Tina Barr’s Green Target, winner of the Barrow Street Press Book Prize, was published in fall of 2018. Poems from a fourth book manuscript were recently published in American Journal of Poetry, Asheville Poetry Review, Barrow Street, Louisiana Literature & Tar River Poetry. Her work was nominated for a 9th time for a Pushcart Prize.

Norma Bradley had four poems published in The Avocet; three in the online journal and one in the winter 2019 journal. Two additional poems will appear in the spring online journal. She also had an article published in Ikebana International newsletter, distributed worldwide. She is completing a chapbook.

Peg Bresnahan’s third book of poetry, Hunger to Share, is coming out the end of this month from Press 53, and it’s on their website for preordering now.

Bob Brooks: Here is news of publications of mine, writing as R.R. Brooks:

  • My short story “Crystal Bears” was published by the ezine Quantum Muse in April. Set in an ice age time, this fantasy tale explores what it takes to be an effective rebel even with the help of spirit guardians.
  • My short story “A Small Murder” has been accepted for inclusion in the anthology Dimensions of Mystery and will be published in 2019 by WritersUnite!
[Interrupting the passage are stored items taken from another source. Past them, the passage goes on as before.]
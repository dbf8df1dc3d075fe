//! Remote-operation error type.

use thiserror::Error;

/// A failed remote operation.
///
/// This is the only error kind the data-access layer produces. Transport
/// failures, non-success statuses and malformed bodies all end up here.
#[derive(Error, Debug)]
pub enum FetchError {
    /// The request could not be sent or the connection failed.
    #[error("Request failed: {0}")]
    RequestError(String),

    /// The request URL could not be parsed.
    #[error("Invalid URL: {0}")]
    InvalidUrl(String),

    /// The server answered with a non-2xx status.
    #[error("HTTP {status}: {message}")]
    HttpError { status: u16, message: String },

    /// The response body did not match the expected shape.
    #[error("Failed to parse response: {0}")]
    ParseError(String),

    /// The underlying client gave up waiting.
    #[error("Request timed out")]
    Timeout,

    /// The request body could not be serialized.
    #[error("JSON error: {0}")]
    JsonError(String),
}

impl FetchError {
    /// HTTP status of the failure, if the server answered at all.
    pub fn status(&self) -> Option<u16> {
        match self {
            FetchError::HttpError { status, .. } => Some(*status),
            _ => None,
        }
    }

    /// True for a 404 answer.
    pub fn is_not_found(&self) -> bool {
        self.status() == Some(404)
    }
}

impl From<serde_json::Error> for FetchError {
    fn from(e: serde_json::Error) -> Self {
        FetchError::JsonError(e.to_string())
    }
}
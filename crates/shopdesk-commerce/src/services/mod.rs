//! Typed REST wrappers over the remote API.
//!
//! Each resource gets five operations (`get_all`, `get_by_id`, `create`,
//! `update`, `delete`), one request apiece. Failures are logged with a
//! description of what was attempted and handed back unchanged; nothing is
//! retried or cached here.

mod rest;

pub use rest::RestService;

use std::fmt;

use serde::de::DeserializeOwned;
use serde::Serialize;
use shopdesk_data::FetchError;

use crate::account::User;
use crate::catalog::Product;

/// A REST collection the services know how to address.
pub trait Resource: Serialize + DeserializeOwned + Send + Sync {
    /// Identifier type used in item paths.
    type Id: Copy + fmt::Display + Send + Sync;

    /// Collection path relative to the API base, e.g. `/products`.
    const COLLECTION: &'static str;
    /// Singular noun for log context, e.g. `product`.
    const NOUN: &'static str;
    /// Plural noun for log context, e.g. `products`.
    const NOUN_PLURAL: &'static str;

    /// Path of a single item.
    fn item_path(id: Self::Id) -> String {
        format!("{}/{}", Self::COLLECTION, id)
    }
}

/// Product CRUD over `/products`.
pub type ProductService = RestService<Product>;

/// User CRUD over `/users`.
pub type UserService = RestService<User>;

/// Log a failed remote call with its context and hand the error back as-is.
pub fn handle_api_error(error: FetchError, context: &str) -> FetchError {
    tracing::error!(context, error = %error, "Error {}", context);
    error
}
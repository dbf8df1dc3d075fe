//! HTTP response handling.

use crate::FetchError;
use serde::de::DeserializeOwned;
use std::collections::HashMap;

/// Longest error body carried into an [`FetchError::HttpError`] message.
const MAX_ERROR_BODY: usize = 512;

/// An HTTP response as returned by a [`Transport`](crate::Transport).
#[derive(Debug, Clone)]
pub struct Response {
    /// The HTTP status code.
    pub status: u16,
    /// Response headers, keyed by lowercase name.
    headers: HashMap<String, String>,
    /// The response body.
    pub body: Vec<u8>,
}

impl Response {
    /// Create a new response. Header names are normalized to lowercase.
    pub fn new(status: u16, headers: HashMap<String, String>, body: Vec<u8>) -> Self {
        let headers = headers
            .into_iter()
            .map(|(k, v)| (k.to_ascii_lowercase(), v))
            .collect();
        Self {
            status,
            headers,
            body,
        }
    }

    /// A response with a JSON body and matching content type.
    pub fn json_body(status: u16, body: impl Into<Vec<u8>>) -> Self {
        let mut headers = HashMap::new();
        headers.insert(
            "content-type".to_string(),
            crate::JSON_CONTENT_TYPE.to_string(),
        );
        Self::new(status, headers, body.into())
    }

    /// A response with no headers and no body.
    pub fn empty(status: u16) -> Self {
        Self::new(status, HashMap::new(), Vec::new())
    }

    /// Check if the response was successful (2xx status).
    pub fn is_success(&self) -> bool {
        (200..300).contains(&self.status)
    }

    /// Check if the response was a client error (4xx status).
    pub fn is_client_error(&self) -> bool {
        (400..500).contains(&self.status)
    }

    /// Check if the response was a server error (5xx status).
    pub fn is_server_error(&self) -> bool {
        (500..600).contains(&self.status)
    }

    /// Get the response body as text.
    pub fn text(&self) -> Result<String, FetchError> {
        String::from_utf8(self.body.clone())
            .map_err(|e| FetchError::ParseError(format!("Invalid UTF-8: {}", e)))
    }

    /// Parse the response body as JSON.
    pub fn json<T: DeserializeOwned>(&self) -> Result<T, FetchError> {
        serde_json::from_slice(&self.body).map_err(|e| FetchError::ParseError(e.to_string()))
    }

    /// Get the raw response body.
    pub fn bytes(&self) -> &[u8] {
        &self.body
    }

    /// Get a header value (case-insensitive).
    pub fn header(&self, key: &str) -> Option<&str> {
        self.headers
            .get(&key.to_ascii_lowercase())
            .map(String::as_str)
    }

    /// Get the Content-Type header.
    pub fn content_type(&self) -> Option<&str> {
        self.header("content-type")
    }

    /// Convert to a Result, returning an error for non-2xx status codes.
    ///
    /// The error message carries the (truncated) response body.
    pub fn error_for_status(self) -> Result<Self, FetchError> {
        if self.is_success() {
            return Ok(self);
        }

        let mut message = String::from_utf8_lossy(&self.body).trim().to_string();
        if message.is_empty() {
            message = "no response body".to_string();
        } else if message.len() > MAX_ERROR_BODY {
            let mut cut = MAX_ERROR_BODY;
            while !message.is_char_boundary(cut) {
                cut -= 1;
            }
            message.truncate(cut);
            message.push_str("...");
        }

        Err(FetchError::HttpError {
            status: self.status,
            message,
        })
    }
}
International. This mystery short follows a Cherokee sheriff in solving the murder of a young boy.
  • My espionage thriller-science fiction novel Clean Copy has been accepted by Black Opal Books for publication late in 2019 or early in 2020. This novel tells a story of Chinese theft of technology in on-the-ground crime ranging from kidnapping to murder.
  • My mystery novel The Clown Forest Murders is available as an ebook at a sale price on Amazon and Barnes & Nobel.
  • I continue to write and am at work finishing a follow up novel to Justi the Gifted. Both that book and The Clown Forest Murders were worked on in Great Smokies classes.
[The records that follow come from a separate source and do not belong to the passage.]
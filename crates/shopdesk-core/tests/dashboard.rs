//! Dashboard flows against a scripted API.

use std::sync::Arc;

use serde_json::json;
use shopdesk_core::prelude::*;
use shopdesk_data::testing::MockTransport;
use shopdesk_data::Method;

fn setup() -> (Arc<MockTransport>, ShopApp) {
    let transport = Arc::new(MockTransport::new());
    let app = ShopApp::new(AppConfig::new("https://api.test/v1"), transport.clone()).unwrap();
    (transport, app)
}

fn last_toast(app: &ShopApp) -> (Severity, String) {
    let toast = app.toaster().active()[0];
    (toast.severity, toast.message.clone())
}

#[tokio::test]
async fn save_product_creates_then_updates() {
    let (transport, mut app) = setup();
    app.navigate("/dashboard/products/add");
    assert!(app.layout().is_dashboard());

    transport.push_json(
        201,
        &json!({ "id": "11", "name": "Desk", "price": "120", "description": "Oak", "category": "Office" }),
    );
    let created = app
        .save_product(Product::new("Desk", 120.0, "Oak", "Office"))
        .await
        .unwrap();
    assert_eq!(created.id, Some(ProductId::new(11)));
    assert_eq!(transport.last_request().unwrap().method(), Method::Post);
    assert_eq!(
        last_toast(&app),
        (Severity::Success, "Product created successfully".to_string())
    );

    transport.push_json(
        200,
        &json!({ "id": "11", "name": "Desk", "price": "99", "description": "Oak", "category": "Office" }),
    );
    let mut edited = created.clone();
    edited.price = 99.0;
    app.save_product(edited).await.unwrap();

    let sent = transport.last_request().unwrap();
    assert_eq!(sent.method(), Method::Put);
    assert_eq!(sent.url(), "https://api.test/v1/products/11");
    assert_eq!(app.catalog().len(), 1);
    assert_eq!(app.catalog()[0].price, 99.0);
}

#[tokio::test]
async fn failed_save_reports_and_returns_error() {
    let (transport, mut app) = setup();
    transport.push_json(400, &json!({ "error": "name required" }));

    let err = app
        .save_user(User::new("", "nobody@example.com"))
        .await
        .unwrap_err();

    assert_eq!(err.as_fetch().and_then(|e| e.status()), Some(400));
    assert!(app.users().is_empty());
    assert_eq!(
        last_toast(&app),
        (Severity::Error, "Failed to create user".to_string())
    );
}

#[tokio::test]
async fn list_then_remove_user() {
    let (transport, mut app) = setup();
    transport.push_json(
        200,
        &json!([
            { "id": "1", "name": "Ada", "email": "ada@example.com", "avatar": "https://cdn.test/ada.png" },
            { "id": "2", "name": "Grace", "email": "grace@example.com" }
        ]),
    );
    transport.push_json(200, &json!({ "id": "1", "name": "Ada", "email": "ada@example.com" }));

    app.navigate("/dashboard/users");
    assert_eq!(app.list_users().await.unwrap().len(), 2);

    app.remove_user(UserId::new(1)).await.unwrap();

    let sent = transport.last_request().unwrap();
    assert_eq!(sent.method(), Method::Delete);
    assert_eq!(sent.url(), "https://api.test/v1/users/1");
    assert_eq!(app.users().len(), 1);
    assert_eq!(app.users()[0].name, "Grace");
}

#[tokio::test]
async fn failed_delete_propagates() {
    let (transport, mut app) = setup();
    transport.push_json(200, &json!([{ "id": "5", "name": "Lamp", "price": 10, "category": "Home" }]));
    transport.push_json(404, &"Not found");

    app.load_products().await.unwrap();
    let err = app.remove_product(ProductId::new(5)).await.unwrap_err();

    assert!(err.as_fetch().is_some_and(|e| e.is_not_found()));
    assert_eq!(app.catalog().len(), 1);
    assert_eq!(last_toast(&app).0, Severity::Error);
}

#[tokio::test]
async fn routed_user_edit() {
    let (transport, mut app) = setup();
    transport.push_json(200, &json!({ "id": "3", "name": "Linus", "email": "linus@example.com" }));
    transport.push_json(200, &json!({ "id": "3", "name": "Linus T", "email": "linus@example.com" }));

    app.navigate("/dashboard/users/edit/3");
    let id = app.route_id::<UserId>().unwrap();
    let mut user = app.open_user(id).await.unwrap();
    user.name = "Linus T".to_string();
    let saved = app.save_user(user).await.unwrap();

    assert_eq!(saved.name, "Linus T");
    let sent = transport.last_request().unwrap();
    assert_eq!(sent.method(), Method::Put);
    assert_eq!(sent.url(), "https://api.test/v1/users/3");
    let body: User = sent.json_body().unwrap();
    assert_eq!(body.name, "Linus T");
}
Jeanne Charters: My first novel, Shanty Gold, (publisher, Rogue Phoenix Press…agent, Loiacono Literary) was shortlisted for the Historical Fiction Gold Medal with Readers Favorite Awards, but it didn’t win. Wish me luck on the second book in the trilogy, Lace Curtain, which will be published in March, 2019.

Because of my career in television and advertising, I wrote a book several years ago about a TV female news director in Philadelphia and the pressure on her to slant her news politically and corporately. I never got an agent for that book; but because of the recent furor about “fake news,” decided to send it off to Rogue Phoenix Press this month. They’re going to publish it in August or September, 2019. Its title will be either Yellow or The Wrong Woman.
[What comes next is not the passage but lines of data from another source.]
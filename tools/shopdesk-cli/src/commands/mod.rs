//! CLI command implementations.

pub mod config;
pub mod image_check;
pub mod products;
pub mod route;
pub mod shop;
pub mod users;

use clap::{Args, Subcommand};
use shopdesk_commerce::{ProductId, UserId};

/// Arguments for the products command.
#[derive(Args)]
pub struct ProductsArgs {
    #[command(subcommand)]
    pub command: ProductsCommand,
}

#[derive(Subcommand)]
pub enum ProductsCommand {
    /// List all products.
    List,
    /// Show one product.
    Get {
        /// Product id.
        id: ProductId,
    },
    /// Create a product.
    Create(ProductFields),
    /// Update a product. Only the given fields change.
    Update {
        /// Product id.
        id: ProductId,
        #[command(flatten)]
        fields: ProductFields,
    },
    /// Delete a product.
    Delete {
        /// Product id.
        id: ProductId,
        /// Skip confirmation.
        #[arg(short, long)]
        yes: bool,
    },
}

/// Product fields settable from the command line.
#[derive(Args, Debug, Default)]
pub struct ProductFields {
    /// Product name.
    #[arg(long)]
    pub name: Option<String>,

    /// Unit price.
    #[arg(long)]
    pub price: Option<f64>,

    /// Description.
    #[arg(long)]
    pub description: Option<String>,

    /// Image URL.
    #[arg(long)]
    pub image: Option<String>,

    /// Category.
    #[arg(long)]
    pub category: Option<String>,
}

/// Arguments for the users command.
#[derive(Args)]
pub struct UsersArgs {
    #[command(subcommand)]
    pub command: UsersCommand,
}

#[derive(Subcommand)]
pub enum UsersCommand {
    /// List all users.
    List,
    /// Show one user.
    Get {
        /// User id.
        id: UserId,
    },
    /// Create a user.
    Create(UserFields),
    /// Update a user. Only the given fields change.
    Update {
        /// User id.
        id: UserId,
        #[command(flatten)]
        fields: UserFields,
    },
    /// Delete a user.
    Delete {
        /// User id.
        id: UserId,
        /// Skip confirmation.
        #[arg(short, long)]
        yes: bool,
    },
}

/// User fields settable from the command line.
#[derive(Args, Debug, Default)]
pub struct UserFields {
    /// Full name.
    #[arg(long)]
    pub name: Option<String>,

    /// Email address.
    #[arg(long)]
    pub email: Option<String>,

    /// Avatar URL.
    #[arg(long)]
    pub avatar: Option<String>,
}

/// Arguments for the route command.
#[derive(Args)]
pub struct RouteArgs {
    /// Path to resolve, e.g. /products/5 or /dashboard/users.
    pub path: String,
}

/// Arguments for the image-check command.
#[derive(Args)]
pub struct ImageCheckArgs {
    /// Absolute URL to check.
    pub url: String,
}

/// Arguments for the config command.
#[derive(Args)]
pub struct ConfigArgs {
    #[command(subcommand)]
    pub command: ConfigCommand,
}

#[derive(Subcommand)]
pub enum ConfigCommand {
    /// Show current configuration.
    Show,
    /// Initialize a new config file.
    Init {
        /// Force overwrite existing config.
        #[arg(short, long)]
        force: bool,
    },
}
Caralyn Davis lists her publishing news:

  • “The Woman Candidate”: Flash fiction, published at Writers Resist (2017) and in Writers Resist: The Anthology (2018).
  • “Who Owns a Woman’s Shoulders?”: Personal essay, published at The Bitter Southerner (2018).
  • “A Taste for It”: Speculative flash fiction, published at the Molotov Cocktail (2018).
  • “Color Blind”: Short story, originally published at Eclectica Magazine (2015) and in Eclectica Magazine Speculative V1: Celebrating 20 Years Online (2016), performed by performance art group Word Cabaret in Red Hook, Brooklyn (2018).

Stephany Newberry-Davis: I was published in The Great Smokies Review Fall 2018 issue. A piece I submitted to the Rose Post Creative Nonfiction Competition was a top 12 finalist.

Nancy Dillingham’s newest book, Like Headlines: New and Selected Poems (introduction “Headlines, Heartlines” by Fred Chappell), has been published by Red Dirt Press. Three of her poems from the collection also appeared in Red Dirt Forum, Vol. 2. Her poem “Late Autumn: A Valediction” (also from the collection) appeared in Pine Mountain Sand & Gravel: Contemporary Appalachian Writing, Vol. 21.

Robin Russell Gaiser’s second memoir Open for Lunch (Pisgah: 2018) was launched to a standing-room-only crowd at a Malaprop’s reading in November. Her short story, “I’ll Fly Away,” is a finalist in the Grateful Steps contest (she has had three stories become finalists in this contest) and is now published in the anthology, Bits of Sugar and Other Stories (Grateful Steps: 2019).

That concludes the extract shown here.